BDefects4NN: A Backdoor Defect Database for Controlled Localization Studies in Neural Networks
Yisong Xiao, Aishan Liu, Xinwei Zhang, Tianyuan Zhang, Tianlin Li, Siyuan Liang, Xianglong Liu, Yang Liu, Dacheng Tao
TL;DR
This work tackles the security risk posed by backdoor defects in third-party pre-trained DNNs by introducing BDefects4NN, a neuron-level backdoor defect database that enables controlled defect localization and repair studies. Built from four backdoor attacks across four architectures and three datasets, the database contains 1,654 infected DNNs with ground-truth defect labels organized into 48 directories across four defect-quantity levels. The authors evaluate six fault-localization criteria (four backdoor-specific and two general) and two repair methods (neuron pruning and neuron fine-tuning), finding limited effectiveness of current localization approaches for backdoor defects, though weight-based criteria perform best and enable meaningful repair improvements. They further demonstrate practical threats with case studies in lane detection and large language models, underscoring the challenges of precise localization in safety-critical and real-world settings.

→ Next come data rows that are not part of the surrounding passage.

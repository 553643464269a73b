//! Bearer token issuance
//!
//! Mints the short-lived HS256 tokens handed out by `GET /jwt`.

use chrono::Utc;
use jsonwebtoken::{encode, Algorithm, EncodingKey, Header};
use std::sync::Arc;
use std::time::Duration;

use super::SigningKey;
use crate::error::Result;
use crate::middleware::token::{Claims, TOKEN_AUDIENCE, TOKEN_ISSUER};

/// Validity window of every issued token
///
/// Claims are whole Unix seconds, so the window has one-second granularity.
pub const TOKEN_LIFETIME: Duration = Duration::from_secs(60);

/// JWT token issuer
///
/// Stateless apart from the immutable key, so one instance is shared by all
/// concurrent requests.
#[derive(Clone)]
pub struct TokenIssuer {
    encoding_key: Arc<EncodingKey>,
}

impl TokenIssuer {
    /// Create an issuer signing with `key`
    pub fn new(key: &SigningKey) -> Self {
        Self {
            encoding_key: Arc::new(EncodingKey::from_secret(key.as_bytes())),
        }
    }

    /// Issue a token valid from now for [`TOKEN_LIFETIME`]
    pub fn issue(&self) -> Result<String> {
        self.issue_at(Utc::now().timestamp())
    }

    /// Issue a token as if the current time were `now` (Unix seconds)
    pub fn issue_at(&self, now: i64) -> Result<String> {
        let claims = Claims {
            iss: Some(TOKEN_ISSUER.to_string()),
            aud: Some(TOKEN_AUDIENCE.to_string()),
            iat: now,
            nbf: Some(now),
            exp: now + TOKEN_LIFETIME.as_secs() as i64,
        };

        let token = encode(&Header::new(Algorithm::HS256), &claims, &self.encoding_key)?;
        Ok(token)
    }
}
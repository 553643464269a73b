//! HMAC signing key shared by the token issuer and validator

use rand::Rng;
use std::fmt;
use std::sync::Arc;

use crate::config::{AuthConfig, MIN_SIGNING_KEY_BYTES};
use crate::error::Result;

/// Symmetric key used to sign and verify bearer tokens
///
/// Immutable after construction and cheap to clone. Tokens signed with one
/// key never verify against another, so tokens do not survive a restart
/// unless the key is supplied through configuration.
#[derive(Clone)]
pub struct SigningKey {
    bytes: Arc<[u8]>,
}

impl SigningKey {
    /// Generate a fresh random key
    pub fn generate() -> Self {
        let mut bytes = [0u8; MIN_SIGNING_KEY_BYTES];
        rand::rng().fill(&mut bytes);
        Self {
            bytes: Arc::from(bytes.as_slice()),
        }
    }

    /// Wrap existing key material
    pub fn from_bytes(bytes: impl Into<Vec<u8>>) -> Self {
        Self {
            bytes: Arc::from(bytes.into()),
        }
    }

    /// Use the configured key, or generate one when none is configured
    pub fn from_config(config: &AuthConfig) -> Result<Self> {
        match config.signing_key_bytes()? {
            Some(bytes) => {
                tracing::info!("Using signing key from configuration");
                Ok(Self::from_bytes(bytes))
            }
            None => {
                tracing::info!("Generated ephemeral signing key; tokens expire with this process");
                Ok(Self::generate())
            }
        }
    }

    /// Raw key bytes
    pub fn as_bytes(&self) -> &[u8] {
        &self.bytes
    }
}

impl fmt::Debug for SigningKey {
    fn fmt(&self, f: &mut fmt::Formatter<'_>) -> fmt::Result {
        f.debug_struct("SigningKey")
            .field("len", &self.bytes.len())
            .finish_non_exhaustive()
    }
}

Overall, BDefects4NN provides a rigorous benchmark and toolkit to advance neuron-level backdoor localization and repair, with significant implications for the safe deployment of DNNs in industry and AI systems.
Abstract
Pre-trained large deep learning models are now serving as the dominant component for downstream middleware users and have revolutionized the learning paradigm, replacing the traditional approach of training from scratch locally. To reduce development costs, developers often integrate third-party pre-trained deep neural networks (DNNs) into their intelligent software systems. However, utilizing untrusted DNNs presents significant security risks, as these models may contain intentional backdoor defects resulting from the black-box training process. These backdoor defects can be activated by hidden triggers, allowing attackers to maliciously control the model and compromise the overall reliability of the intelligent software. To ensure the safe adoption of DNNs in critical software systems, it is crucial to establish a backdoor defect database for localization studies. This paper addresses this research gap by introducing BDefects4NN, the first backdoor defect database, which provides labeled backdoor-defected DNNs at the neuron granularity and enables controlled localization studies of defect root causes. In BDefects4NN, we define three defect injection rules and employ four representative backdoor attacks across four popular network architectures and three widely adopted datasets, yielding a comprehensive database of 1,654 backdoor-defected DNNs with four defect quantities and varying infected neurons. Based on BDefects4NN, we conduct extensive experiments on evaluating six fault localization criteria and two defect repair techniques, which show limited effectiveness for backdoor defects. Additionally, we investigate backdoor-defected models in practical scenarios, specifically in lane detection for autonomous driving and large language models (LLMs), revealing potential threats and highlighting current limitations in precise defect localization.